To win this challenge a robot not only needs to be able to handle varied terrain and outdoor conditions, it needs to integrate all these sensors together. Getting it working properly on one robot is a heck of a challenge.
So, how did Cylon do? Well, poorly. I was, ah, a bit rushed assembling the final configuration. Bugs, a hardware failure here and there, you know the drill. I ended up not getting any time to test the robot at the actual contest site before the race. This proved to be a fatal problem.
I chose to use 802.11b wireless as my fail safe switch. Every robot in the contest must have a fail safe mechanism so it can be quickly turned off in case it goes wild and starts chasing a six year old around the park. This mechanism should stop working if there is a "lack" of something, similar to the lever you have to hold down on a lawn mower to keep the engine running. The theory is that for a potentially dangerous machine if the person or thing controlling it stops doing something, it automatically shuts off or "fails safely". In my case, if my laptop computer stopped sending a "heartbeat" signal every 300 ms the robot would shut itself off.
Something strange was in the air this morning. For some reason my robot and my laptop, even though they were only 2 m from each other, kept losing the 802.11b signal between them a couple of times per minute. At the starting line Cylon started up, drove a meter forward, lost the 802.11b signal, and shut off -- kind of anti-climatic for a passionate project composed of months of late nights. But heck, in the last robotic competition I was in I was solidly beat by a 10 year old boy with a wicked Mindstorms creation. :-)

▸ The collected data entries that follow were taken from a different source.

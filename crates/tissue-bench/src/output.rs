//! Writing comparison images and statistics to an output directory.

use std::path::{Path, PathBuf};

use tissue_pipeline::{ComparisonResult, TechniqueGallery, Variant};

/// Errors raised while writing outputs.
#[derive(Debug, thiserror::Error)]
pub enum OutputError {
    /// Directory creation or a plain file write failed.
    #[error("failed to write {}: {source}", path.display())]
    Io {
        /// Path being written.
        path: PathBuf,
        /// Underlying error.
        source: std::io::Error,
    },

    /// PNG encoding failed.
    #[error("failed to save {}: {source}", path.display())]
    Image {
        /// Path being written.
        path: PathBuf,
        /// Underlying error.
        source: image::ImageError,
    },

    /// Statistics could not be serialized.
    #[error("failed to serialize statistics: {0}")]
    Json(#[from] serde_json::Error),
}

/// File name of the denoised image for `variant`.
#[must_use]
pub fn noise_file_name(variant: Variant) -> String {
    format!("{}_noise_{}.png", variant_index(variant), variant.label())
}

/// File name of the overlay for `variant`.
#[must_use]
pub fn segmentation_file_name(variant: Variant) -> String {
    format!("{}_segmentation_{}.png", variant_index(variant) + 3, variant.label())
}

/// File name of the non-local means baseline image.
pub const BASELINE_NOISE_FILE: &str = "7_noise_nlmeans.png";
/// File name of the non-local means baseline overlay.
pub const BASELINE_SEGMENTATION_FILE: &str = "8_segmentation_nlmeans.png";

const fn variant_index(variant: Variant) -> usize {
    match variant {
        Variant::Raw => 1,
        Variant::Classical => 2,
        Variant::Advanced => 3,
    }
}

/// Write the six comparison images and `stats.json` into `dir`.
///
/// When the result carries a non-local means baseline its image and
/// overlay follow as files 7 and 8. Returns the paths written, in order.
///
/// # Errors
///
/// Returns the first failing write.
pub fn write_comparison(dir: &Path, result: &ComparisonResult) -> Result<Vec<PathBuf>, OutputError> {
    create_dir(dir)?;
    let mut written = Vec::new();

    for v in &result.variants {
        let path = dir.join(noise_file_name(v.variant));
        save(&path, |p| v.visualization.save(p))?;
        written.push(path);
    }
    for v in &result.variants {
        let path = dir.join(segmentation_file_name(v.variant));
        save(&path, |p| v.overlay.save(p))?;
        written.push(path);
    }
    if let Some(baseline) = &result.nl_means_baseline {
        let path = dir.join(BASELINE_NOISE_FILE);
        save(&path, |p| baseline.visualization.save(p))?;
        written.push(path);
        let path = dir.join(BASELINE_SEGMENTATION_FILE);
        save(&path, |p| baseline.overlay.save(p))?;
        written.push(path);
    }

    let path = dir.join("stats.json");
    let json = serde_json::to_string_pretty(&result.statistics)?;
    std::fs::write(&path, json).map_err(|source| OutputError::Io {
        path: path.clone(),
        source,
    })?;
    written.push(path);

    Ok(written)
}

/// Write every gallery image as `technique_<name>.png`.
///
/// # Errors
///
/// Returns the first failing write.
pub fn write_gallery(dir: &Path, gallery: &TechniqueGallery) -> Result<Vec<PathBuf>, OutputError> {
    create_dir(dir)?;
    gallery
        .named()
        .into_iter()
        .map(|(name, image)| {
            let path = dir.join(format!("technique_{name}.png"));
            save(&path, |p| image.save(p))?;
            Ok(path)
        })
        .collect()
}

/// Write a single grayscale image.
///
/// # Errors
///
/// Returns [`OutputError`] if the directory cannot be created or the PNG
/// cannot be written.
pub fn write_gray(dir: &Path, name: &str, image: &image::GrayImage) -> Result<PathBuf, OutputError> {
    create_dir(dir)?;
    let path = dir.join(name);
    save(&path, |p| image.save(p))?;
    Ok(path)
}

fn create_dir(dir: &Path) -> Result<(), OutputError> {
    std::fs::create_dir_all(dir).map_err(|source| OutputError::Io {
        path: dir.to_path_buf(),
        source,
    })
}

fn save(
    path: &Path,
    write: impl FnOnce(&Path) -> image::ImageResult<()>,
) -> Result<(), OutputError> {
    write(path).map_err(|source| OutputError::Image {
        path: path.to_path_buf(),
        source,
    })
}

#[cfg(test)]
#[allow(clippy::unwrap_used)]
mod tests {
    use super::*;
    use tissue_pipeline::types::FloatImage;
    use tissue_pipeline::{
        DenoiseError, NoiseModel, PipelineConfig, ResidualDenoiser, ScalarField, compare,
    };

    struct ZeroResidual;

    impl NoiseModel for ZeroResidual {
        fn predict_residual(&self, input: &FloatImage) -> Result<FloatImage, DenoiseError> {
            Ok(FloatImage::new(input.width(), input.height()))
        }

        fn name(&self) -> &str {
            "zero"
        }
    }

    fn square() -> ScalarField {
        ScalarField::from_fn(16, 16, |x, y| {
            if (4..12).contains(&x) && (4..12).contains(&y) { 60.0 } else { -1000.0 }
        })
        .unwrap()
    }

    #[test]
    fn file_names_follow_numbering() {
        let noise: Vec<String> = Variant::ALL.into_iter().map(noise_file_name).collect();
        assert_eq!(
            noise,
            ["1_noise_raw.png", "2_noise_classical.png", "3_noise_advanced.png"]
        );
        let seg: Vec<String> = Variant::ALL
            .into_iter()
            .map(segmentation_file_name)
            .collect();
        assert_eq!(
            seg,
            [
                "4_segmentation_raw.png",
                "5_segmentation_classical.png",
                "6_segmentation_advanced.png"
            ]
        );
    }

    #[test]
    fn comparison_outputs_are_written() {
        let result = compare(&square(), &PipelineConfig::default(), None).unwrap();
        let dir = std::env::temp_dir().join(format!("tissue-bench-out-{}", std::process::id()));

        let written = write_comparison(&dir, &result).unwrap();
        assert_eq!(written.len(), 7);
        assert!(written.iter().all(|p| p.is_file()));
        assert!(!dir.join(BASELINE_NOISE_FILE).exists());
        let reloaded = image::open(dir.join("4_segmentation_raw.png")).unwrap();
        assert_eq!((reloaded.width(), reloaded.height()), (16, 16));

        std::fs::remove_dir_all(&dir).unwrap();
    }

    #[test]
    fn model_run_also_writes_baseline() {
        let model = ResidualDenoiser::with_model(ZeroResidual);
        let result = compare(&square(), &PipelineConfig::default(), Some(&model)).unwrap();
        let dir =
            std::env::temp_dir().join(format!("tissue-bench-baseline-{}", std::process::id()));

        let written = write_comparison(&dir, &result).unwrap();
        assert_eq!(written.len(), 9);
        assert!(dir.join(BASELINE_NOISE_FILE).is_file());
        assert!(dir.join(BASELINE_SEGMENTATION_FILE).is_file());

        std::fs::remove_dir_all(&dir).unwrap();
    }
}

Let me introduce myself & my robot
Before my life was enslaved by Cylon, I played around with smaller, less costly, less possessive robots. I started down this dark path with Lego Mindstorms -- I purchased one of the first Mindstorms kits from a FAO Schwarz store in Seattle the first day they were out. From there, I fell into harder stuff. I moved to a CMU Palm Pilot Robotic Kit from Acroname. Then up to the Brainstem (again from Acroname). At that point it became a compulsive habit. A little dabble with the Handyboard, Cricket, and OOPic here and there. But I was still in control. I could stop any time I wanted. I just didn't want to. Then, hard times. Yes, I happened on the Via Mini-ITX x86 motherboards and Windows XP Embedded. And now my robot Cylon owns me.
I'm Jay Beavers and I'm a roboholic.